Mixed Reality Rehabilitation provides stroke patients physical therapy
TEMPE, Ariz. – People who suffer strokes and Parkinson’s disease patients must undergo extensive physical therapy to relearn use of their limbs. To assist patients with their physical therapy, researchers in the Arts, Media and Engineering (AME) program at Arizona State University have utilized cutting-edge research to develop a computerized Mixed Reality Rehabilitation system.
Following four years of academic research and implementation in a laboratory setting, AME installed a scaled version of the Mixed Reality Rehabilitation system at the Rhodes Rehabilitation Institute at Banner Baywood Medical Center’s Mesa, Ariz. facility. The Banner Baywood-AME partnership allows 30 stroke patients at the Mesa location to take part in a study using the system starting in April 2009.
While using the Mixed Reality Rehabilitation system, patients receive immediate feedback on their movement performance as well as direction for improvement. Patients engage with audiovisual scenes, enabling them to practice physical movements that expedite their recoveries. They are positioned in front of a video screen and a set of sound speakers. Sensory equipment tracks their movements in real time and connects them to interactive images and sounds. For instance, patients learn to move their arms efficiently to make puzzle-like images converge on the screen. The image convergence is accompanied by an interactive music composition that helps patients improve the timing of their movement. The system’s digital and physical aspects are algorithmically adapted to each individual patient’s needs and progress.
The system was not developed to replace physical therapists, but complement and enhance physical therapy at the clinical setting and also to allow continuous rehabilitation training at the home. The future goal is to get the Mixed Reality Rehabilitation system into an adaptable, portable low-cost platform that patients can use in their homes. Some of the Banner Baywood patients involved in the study that started at the Mesa location this April will have the opportunity to take home a prototype home-training system. The home system will give the patients freedom to continue their rehabilitation training on their own on a daily basis, between sessions with trained medical professionals. Trained professionals also will be able to remotely monitor a patient’s work with the home system. This can help reduce the number of trips a patient needs to take to a hospital for physical therapy. Not all patients have ready access or transportation to rehabilitation facilities at hospitals, clinics and medical centers to help them recover quickly.

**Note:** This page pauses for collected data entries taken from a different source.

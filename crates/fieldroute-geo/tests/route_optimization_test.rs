//! Integration tests for route optimization and progress tracking
//!
//! These tests drive the optimizer the way a crew's route screen does: build a
//! route from the current position, activate it, and mark stops off.

use fieldroute_core::models::{Coordinate, Position, PriorityTier, ServiceType, Site, SiteId};
use fieldroute_geo::{
    distance_meters, eligible_sites, format_distance, optimize_route, route_bounds,
    total_route_distance, RouteSession,
};
use proptest::prelude::*;

fn downtown_sites() -> Vec<Site> {
    vec![
        Site::new("hosp", "Hennepin Hospital")
            .with_priority(PriorityTier::High)
            .with_coordinate(44.9727, -93.2616),
        Site::new("lib", "Central Library").with_coordinate(44.9799, -93.2707),
        Site::new("mall", "Nicollet Mall Lot")
            .with_priority(PriorityTier::Low)
            .with_coordinate(44.9765, -93.2727),
        Site::new("fire", "Fire Station 1")
            .with_priority(PriorityTier::High)
            .with_coordinate(44.9856, -93.2558),
        Site::new("annex", "Annex (no geocode)").with_priority(PriorityTier::Normal),
        Site::new("school", "Elementary School")
            .with_coordinate(44.9702, -93.2801)
            .completed(true),
    ]
}

fn truck_position() -> Position {
    Position::new(Coordinate::new(44.9778, -93.2650), 8.0, 1_700_000_000_000)
}

#[test]
fn test_priority_tiers_and_chain() {
    let stops = optimize_route(Some(&truck_position()), &downtown_sites()).unwrap();
    let ids: Vec<&str> = stops.iter().map(|s| s.site.id.as_str()).collect();

    // Both high-priority sites first, completed school dropped, unlocated annex
    // last within the non-high tier
    assert_eq!(ids.len(), 5);
    assert!(ids[..2].contains(&"hosp") && ids[..2].contains(&"fire"));
    assert!(!ids.contains(&"school"));
    assert_eq!(ids[4], "annex");

    for (idx, stop) in stops.iter().enumerate() {
        assert_eq!(stop.sequence_index, idx);
    }
}

#[test]
fn test_route_session_walkthrough() {
    let position = truck_position();
    let stops = optimize_route(Some(&position), &downtown_sites()).unwrap();
    let total = total_route_distance(&stops, Some(position.coordinate));
    assert!(total > 0.0);
    assert!(format_distance(total).ends_with("km") || format_distance(total).ends_with('m'));

    let mut session = RouteSession::new();
    session.activate(stops.clone());

    let first = session.next_stop().unwrap().site.id.clone();
    assert_eq!(first, stops[0].site.id);

    session.toggle_complete(&first);
    assert_eq!(session.next_stop().unwrap().site.id, stops[1].site.id);
    assert_eq!(session.progress().completed, 1);

    // Re-optimizing replaces the route and drops the stale mark
    let reoptimized = optimize_route(Some(&position), &downtown_sites()).unwrap();
    session.activate(reoptimized);
    assert!(!session.is_marked(&first));
    assert_eq!(session.progress().completed, 0);

    let bounds = route_bounds(session.stops()).unwrap();
    assert!(bounds.south_west.latitude <= bounds.north_east.latitude);
}

#[test]
fn test_filter_then_optimize() {
    let sites = eligible_sites(&downtown_sites(), ServiceType::Shoveling, PriorityTier::Normal);
    let stops = optimize_route(Some(&truck_position()), &sites).unwrap();

    assert!(stops.iter().all(|s| s.site.priority != PriorityTier::Low));
    assert!(stops.iter().any(|s| s.site.id == SiteId::new("annex")));
}

#[test]
fn test_first_leg_measured_from_position() {
    let position = truck_position();
    let stops = optimize_route(Some(&position), &downtown_sites()).unwrap();
    let first = stops[0].site.coordinate.unwrap();

    assert_eq!(
        stops[0].distance_from_previous_meters,
        Some(distance_meters(position.coordinate, first))
    );
}

fn arbitrary_site() -> impl Strategy<Value = Site> {
    (
        "[a-z]{6}",
        prop_oneof![Just(PriorityTier::High), Just(PriorityTier::Normal), Just(PriorityTier::Low)],
        proptest::option::of((44.0f64..46.0, -94.0f64..-92.0)),
        any::<bool>(),
    )
        .prop_map(|(id, priority, coordinate, completed)| {
            let site = Site::new(id.clone(), id).with_priority(priority).completed(completed);
            match coordinate {
                Some((lat, lon)) => site.with_coordinate(lat, lon),
                None => site,
            }
        })
}

proptest! {
    #[test]
    fn prop_completed_sites_never_routed(sites in proptest::collection::vec(arbitrary_site(), 0..20)) {
        let stops = optimize_route(Some(&truck_position()), &sites).unwrap();

        prop_assert!(stops.iter().all(|s| !s.site.completed_today));
        prop_assert_eq!(stops.len(), sites.iter().filter(|s| !s.completed_today).count());
    }

    #[test]
    fn prop_high_priority_stops_come_first(sites in proptest::collection::vec(arbitrary_site(), 0..20)) {
        let stops = optimize_route(Some(&truck_position()), &sites).unwrap();

        let first_other = stops.iter().position(|s| s.site.priority != PriorityTier::High);
        if let Some(boundary) = first_other {
            prop_assert!(stops[boundary..].iter().all(|s| s.site.priority != PriorityTier::High));
        }
    }
}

“Our system encourages patients to be actively involved in their rehabilitation in the clinical setting and the home and helps them in everyday life,” says Thanassis Rikakis, AME director. “The collaboration among researchers puts the project at the leading edge of today’s trend of employing virtual-reality technology in medical rehabilitation.”
The Mixed Reality Rehabilitation system was developed by AME researchers across several academic disciplines, including bioengineering, computer science and engineering, electrical engineering, media arts, music and psychology. The system’s brilliance is a result of ASU’s commitment to knowledge fusion, reinforcing the New American Universityprinciples of excellence, access and impact. Students have the opportunity to team up with others outside their areas of expertise and touch the community in ways they may not have thought possible when they began their academic careers.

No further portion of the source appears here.